# [Data under study]
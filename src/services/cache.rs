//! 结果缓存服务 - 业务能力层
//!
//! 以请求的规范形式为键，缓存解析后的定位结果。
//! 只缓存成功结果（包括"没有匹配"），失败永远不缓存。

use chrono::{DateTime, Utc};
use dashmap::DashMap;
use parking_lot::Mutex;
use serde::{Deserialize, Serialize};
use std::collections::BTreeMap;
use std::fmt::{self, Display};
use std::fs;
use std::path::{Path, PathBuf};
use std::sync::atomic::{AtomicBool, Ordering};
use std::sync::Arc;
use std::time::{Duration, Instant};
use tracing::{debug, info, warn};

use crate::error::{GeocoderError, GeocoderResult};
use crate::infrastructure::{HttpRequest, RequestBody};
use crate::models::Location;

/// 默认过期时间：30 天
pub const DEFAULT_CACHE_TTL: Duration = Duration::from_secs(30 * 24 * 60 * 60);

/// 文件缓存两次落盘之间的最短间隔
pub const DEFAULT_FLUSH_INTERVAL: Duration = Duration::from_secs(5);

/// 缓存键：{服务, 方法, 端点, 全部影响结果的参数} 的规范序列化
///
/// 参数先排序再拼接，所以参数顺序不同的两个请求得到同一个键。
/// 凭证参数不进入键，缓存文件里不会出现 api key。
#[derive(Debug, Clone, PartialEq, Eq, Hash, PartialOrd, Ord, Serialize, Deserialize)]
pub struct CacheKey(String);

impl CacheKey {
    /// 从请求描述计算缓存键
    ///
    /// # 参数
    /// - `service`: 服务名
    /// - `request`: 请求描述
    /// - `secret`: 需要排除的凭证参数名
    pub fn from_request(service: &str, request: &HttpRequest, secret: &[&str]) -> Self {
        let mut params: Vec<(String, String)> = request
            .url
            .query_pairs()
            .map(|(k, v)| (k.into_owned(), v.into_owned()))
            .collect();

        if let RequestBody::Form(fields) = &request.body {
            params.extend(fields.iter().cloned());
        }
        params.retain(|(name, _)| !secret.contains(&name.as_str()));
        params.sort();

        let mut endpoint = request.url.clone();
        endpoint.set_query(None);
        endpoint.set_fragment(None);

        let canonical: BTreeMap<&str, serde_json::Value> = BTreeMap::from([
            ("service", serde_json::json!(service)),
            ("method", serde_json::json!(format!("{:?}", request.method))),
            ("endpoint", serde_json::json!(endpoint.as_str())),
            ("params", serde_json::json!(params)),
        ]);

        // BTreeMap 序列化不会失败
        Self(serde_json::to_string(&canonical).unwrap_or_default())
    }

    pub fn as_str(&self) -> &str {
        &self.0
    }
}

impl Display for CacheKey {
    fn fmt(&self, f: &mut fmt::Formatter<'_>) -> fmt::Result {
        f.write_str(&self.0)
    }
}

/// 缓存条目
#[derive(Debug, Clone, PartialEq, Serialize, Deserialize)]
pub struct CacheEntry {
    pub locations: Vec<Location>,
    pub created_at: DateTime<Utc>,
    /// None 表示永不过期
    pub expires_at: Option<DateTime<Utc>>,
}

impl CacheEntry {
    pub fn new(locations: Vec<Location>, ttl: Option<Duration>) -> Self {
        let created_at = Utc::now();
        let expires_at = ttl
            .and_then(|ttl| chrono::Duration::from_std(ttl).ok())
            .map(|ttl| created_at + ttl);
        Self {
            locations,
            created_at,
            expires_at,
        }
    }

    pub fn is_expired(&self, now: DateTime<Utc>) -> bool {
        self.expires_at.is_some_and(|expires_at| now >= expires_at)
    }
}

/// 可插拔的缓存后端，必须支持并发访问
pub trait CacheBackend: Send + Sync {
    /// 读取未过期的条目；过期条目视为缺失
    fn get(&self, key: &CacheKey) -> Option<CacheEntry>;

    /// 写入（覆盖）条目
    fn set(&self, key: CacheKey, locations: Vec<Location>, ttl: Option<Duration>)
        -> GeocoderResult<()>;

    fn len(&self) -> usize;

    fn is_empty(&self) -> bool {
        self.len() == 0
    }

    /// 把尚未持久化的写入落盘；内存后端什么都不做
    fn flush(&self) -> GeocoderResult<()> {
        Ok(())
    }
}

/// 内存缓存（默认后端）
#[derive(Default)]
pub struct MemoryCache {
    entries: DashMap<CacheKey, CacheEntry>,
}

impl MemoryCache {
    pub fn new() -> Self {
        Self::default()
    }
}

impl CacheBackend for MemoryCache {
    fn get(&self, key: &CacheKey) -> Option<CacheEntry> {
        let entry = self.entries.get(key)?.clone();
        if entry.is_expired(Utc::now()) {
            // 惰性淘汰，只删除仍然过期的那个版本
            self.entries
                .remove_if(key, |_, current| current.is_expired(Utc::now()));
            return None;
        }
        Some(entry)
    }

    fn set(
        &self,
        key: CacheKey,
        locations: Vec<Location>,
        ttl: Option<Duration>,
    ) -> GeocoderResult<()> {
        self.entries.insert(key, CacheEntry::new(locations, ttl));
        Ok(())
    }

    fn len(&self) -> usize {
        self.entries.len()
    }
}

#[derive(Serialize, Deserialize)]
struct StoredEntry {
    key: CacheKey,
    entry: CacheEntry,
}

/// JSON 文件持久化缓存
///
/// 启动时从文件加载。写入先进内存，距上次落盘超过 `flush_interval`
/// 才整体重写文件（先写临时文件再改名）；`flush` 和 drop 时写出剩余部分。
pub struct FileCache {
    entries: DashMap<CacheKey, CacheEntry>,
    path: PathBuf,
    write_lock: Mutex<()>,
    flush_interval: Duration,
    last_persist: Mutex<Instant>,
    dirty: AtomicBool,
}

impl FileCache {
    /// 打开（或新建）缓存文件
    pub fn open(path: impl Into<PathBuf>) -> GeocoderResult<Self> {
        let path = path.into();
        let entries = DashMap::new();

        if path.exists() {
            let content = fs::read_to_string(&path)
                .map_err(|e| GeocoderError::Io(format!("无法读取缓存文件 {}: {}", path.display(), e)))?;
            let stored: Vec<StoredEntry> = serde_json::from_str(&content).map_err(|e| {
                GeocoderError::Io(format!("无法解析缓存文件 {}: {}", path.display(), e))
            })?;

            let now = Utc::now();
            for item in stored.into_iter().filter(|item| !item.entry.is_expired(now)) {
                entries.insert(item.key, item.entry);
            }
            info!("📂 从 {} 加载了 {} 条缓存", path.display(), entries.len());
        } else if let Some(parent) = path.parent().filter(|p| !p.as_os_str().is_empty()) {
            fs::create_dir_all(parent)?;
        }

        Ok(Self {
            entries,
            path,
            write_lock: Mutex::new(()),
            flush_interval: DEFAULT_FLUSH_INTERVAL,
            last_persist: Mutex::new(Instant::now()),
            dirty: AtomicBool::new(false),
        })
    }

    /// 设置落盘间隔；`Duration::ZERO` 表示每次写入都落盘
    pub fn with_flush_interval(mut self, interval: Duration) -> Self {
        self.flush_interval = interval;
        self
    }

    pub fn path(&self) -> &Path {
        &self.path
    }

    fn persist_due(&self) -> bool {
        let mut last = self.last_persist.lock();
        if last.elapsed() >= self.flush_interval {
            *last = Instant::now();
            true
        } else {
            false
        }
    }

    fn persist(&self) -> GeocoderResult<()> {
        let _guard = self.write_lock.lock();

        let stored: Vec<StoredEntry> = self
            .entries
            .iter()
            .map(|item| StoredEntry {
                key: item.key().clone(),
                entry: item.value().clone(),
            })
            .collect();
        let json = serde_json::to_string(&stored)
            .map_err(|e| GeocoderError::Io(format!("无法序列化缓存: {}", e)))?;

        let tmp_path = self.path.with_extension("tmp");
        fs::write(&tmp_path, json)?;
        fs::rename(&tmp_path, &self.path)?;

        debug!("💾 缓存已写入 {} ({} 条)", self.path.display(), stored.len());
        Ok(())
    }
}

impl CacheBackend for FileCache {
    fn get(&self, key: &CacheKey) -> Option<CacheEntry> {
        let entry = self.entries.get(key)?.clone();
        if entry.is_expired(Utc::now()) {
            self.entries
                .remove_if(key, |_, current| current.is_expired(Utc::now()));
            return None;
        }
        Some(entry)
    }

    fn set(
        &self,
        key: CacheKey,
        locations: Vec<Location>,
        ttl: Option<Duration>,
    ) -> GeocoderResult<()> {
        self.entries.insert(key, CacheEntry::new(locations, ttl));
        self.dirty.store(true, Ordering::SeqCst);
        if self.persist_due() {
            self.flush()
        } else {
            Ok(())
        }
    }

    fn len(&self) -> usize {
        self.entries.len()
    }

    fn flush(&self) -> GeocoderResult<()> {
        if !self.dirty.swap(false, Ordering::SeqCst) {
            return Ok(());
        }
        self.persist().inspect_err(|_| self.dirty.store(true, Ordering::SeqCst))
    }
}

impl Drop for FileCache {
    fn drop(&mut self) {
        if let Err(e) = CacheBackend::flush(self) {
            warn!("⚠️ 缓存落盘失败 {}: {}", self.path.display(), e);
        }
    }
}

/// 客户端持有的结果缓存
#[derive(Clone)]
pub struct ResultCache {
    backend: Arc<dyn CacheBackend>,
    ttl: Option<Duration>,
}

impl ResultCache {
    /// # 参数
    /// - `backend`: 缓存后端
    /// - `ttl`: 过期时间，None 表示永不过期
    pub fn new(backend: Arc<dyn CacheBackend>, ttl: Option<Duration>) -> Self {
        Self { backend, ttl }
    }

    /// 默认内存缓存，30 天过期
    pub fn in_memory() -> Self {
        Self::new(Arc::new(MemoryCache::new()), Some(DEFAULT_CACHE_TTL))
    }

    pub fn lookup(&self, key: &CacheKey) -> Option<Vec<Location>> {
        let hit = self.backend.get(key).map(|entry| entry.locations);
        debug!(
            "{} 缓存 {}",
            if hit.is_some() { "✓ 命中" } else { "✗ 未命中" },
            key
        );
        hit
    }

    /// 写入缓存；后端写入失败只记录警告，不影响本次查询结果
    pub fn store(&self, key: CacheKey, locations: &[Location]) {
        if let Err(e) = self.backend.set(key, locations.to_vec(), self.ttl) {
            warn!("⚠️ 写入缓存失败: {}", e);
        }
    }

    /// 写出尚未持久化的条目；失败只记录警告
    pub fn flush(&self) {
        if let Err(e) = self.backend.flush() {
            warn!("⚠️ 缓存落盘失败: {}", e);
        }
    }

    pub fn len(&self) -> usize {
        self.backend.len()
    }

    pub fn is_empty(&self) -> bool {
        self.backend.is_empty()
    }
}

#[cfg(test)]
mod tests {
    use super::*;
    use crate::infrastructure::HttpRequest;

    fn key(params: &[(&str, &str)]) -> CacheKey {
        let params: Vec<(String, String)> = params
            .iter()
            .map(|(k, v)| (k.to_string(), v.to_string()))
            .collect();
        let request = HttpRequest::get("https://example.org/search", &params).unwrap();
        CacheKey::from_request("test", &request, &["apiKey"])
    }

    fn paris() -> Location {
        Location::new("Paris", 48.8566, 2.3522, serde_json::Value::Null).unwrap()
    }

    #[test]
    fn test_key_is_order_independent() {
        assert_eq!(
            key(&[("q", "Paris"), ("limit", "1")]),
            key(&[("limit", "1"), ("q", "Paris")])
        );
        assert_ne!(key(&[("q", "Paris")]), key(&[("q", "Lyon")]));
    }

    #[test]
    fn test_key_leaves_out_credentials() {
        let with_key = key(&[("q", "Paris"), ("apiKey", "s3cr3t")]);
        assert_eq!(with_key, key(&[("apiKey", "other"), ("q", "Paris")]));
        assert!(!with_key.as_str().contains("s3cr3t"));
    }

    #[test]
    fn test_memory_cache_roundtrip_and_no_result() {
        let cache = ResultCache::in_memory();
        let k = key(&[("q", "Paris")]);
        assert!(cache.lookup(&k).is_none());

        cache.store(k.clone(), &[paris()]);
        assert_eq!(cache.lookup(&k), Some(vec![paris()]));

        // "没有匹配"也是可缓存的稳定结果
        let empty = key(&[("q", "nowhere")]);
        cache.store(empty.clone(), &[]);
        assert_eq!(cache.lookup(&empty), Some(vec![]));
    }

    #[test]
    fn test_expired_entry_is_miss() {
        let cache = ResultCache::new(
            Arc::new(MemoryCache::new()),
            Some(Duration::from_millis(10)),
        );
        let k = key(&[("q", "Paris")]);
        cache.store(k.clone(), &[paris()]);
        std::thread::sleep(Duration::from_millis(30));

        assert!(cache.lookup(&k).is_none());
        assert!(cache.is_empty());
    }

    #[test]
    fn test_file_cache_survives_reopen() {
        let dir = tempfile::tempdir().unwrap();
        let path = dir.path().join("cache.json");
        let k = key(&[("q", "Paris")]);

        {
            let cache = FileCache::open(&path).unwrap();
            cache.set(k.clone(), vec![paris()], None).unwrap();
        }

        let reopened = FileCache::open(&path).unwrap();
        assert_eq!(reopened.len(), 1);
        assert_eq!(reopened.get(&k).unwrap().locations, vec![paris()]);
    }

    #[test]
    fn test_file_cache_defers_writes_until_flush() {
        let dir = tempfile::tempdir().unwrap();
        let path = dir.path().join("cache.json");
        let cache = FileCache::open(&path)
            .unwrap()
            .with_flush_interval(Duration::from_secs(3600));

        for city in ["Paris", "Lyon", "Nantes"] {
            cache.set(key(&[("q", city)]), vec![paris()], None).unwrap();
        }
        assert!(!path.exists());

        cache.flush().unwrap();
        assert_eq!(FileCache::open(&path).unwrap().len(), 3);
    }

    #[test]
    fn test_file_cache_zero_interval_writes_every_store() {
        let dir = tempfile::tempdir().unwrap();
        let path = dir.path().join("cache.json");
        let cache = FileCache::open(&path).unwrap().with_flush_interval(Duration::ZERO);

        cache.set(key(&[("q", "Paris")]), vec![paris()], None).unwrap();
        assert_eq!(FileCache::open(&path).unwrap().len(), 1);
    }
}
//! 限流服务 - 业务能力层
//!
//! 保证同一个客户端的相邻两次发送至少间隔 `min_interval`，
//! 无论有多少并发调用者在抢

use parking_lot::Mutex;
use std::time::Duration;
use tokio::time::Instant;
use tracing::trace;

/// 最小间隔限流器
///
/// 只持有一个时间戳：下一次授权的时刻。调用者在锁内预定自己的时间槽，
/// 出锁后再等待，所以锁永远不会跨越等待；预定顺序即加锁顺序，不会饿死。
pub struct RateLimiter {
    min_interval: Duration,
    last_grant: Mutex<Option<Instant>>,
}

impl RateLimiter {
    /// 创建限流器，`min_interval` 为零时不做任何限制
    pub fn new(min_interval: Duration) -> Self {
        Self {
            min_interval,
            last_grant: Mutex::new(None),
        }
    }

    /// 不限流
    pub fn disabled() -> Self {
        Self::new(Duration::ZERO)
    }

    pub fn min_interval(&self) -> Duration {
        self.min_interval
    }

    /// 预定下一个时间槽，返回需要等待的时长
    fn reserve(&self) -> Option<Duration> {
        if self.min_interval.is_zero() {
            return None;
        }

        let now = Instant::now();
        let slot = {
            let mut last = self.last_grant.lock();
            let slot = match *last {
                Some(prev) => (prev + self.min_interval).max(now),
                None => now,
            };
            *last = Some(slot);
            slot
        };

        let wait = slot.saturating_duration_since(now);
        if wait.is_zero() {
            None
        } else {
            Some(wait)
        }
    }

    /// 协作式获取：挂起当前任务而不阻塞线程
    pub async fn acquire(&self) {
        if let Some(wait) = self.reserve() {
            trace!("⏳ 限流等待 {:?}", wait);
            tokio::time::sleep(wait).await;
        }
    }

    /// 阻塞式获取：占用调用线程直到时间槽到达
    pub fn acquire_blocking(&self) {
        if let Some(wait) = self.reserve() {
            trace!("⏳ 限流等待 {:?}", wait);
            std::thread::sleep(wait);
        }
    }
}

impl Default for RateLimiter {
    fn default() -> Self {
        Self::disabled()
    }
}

# [What you should do]
Every line above that holds the string "Lyon" should be copied into the answer.

# [Written answer]
        assert_ne!(key(&[("q", "Paris")]), key(&[("q", "Lyon")]));
        for city in ["Paris", "Lyon", "Nantes"] {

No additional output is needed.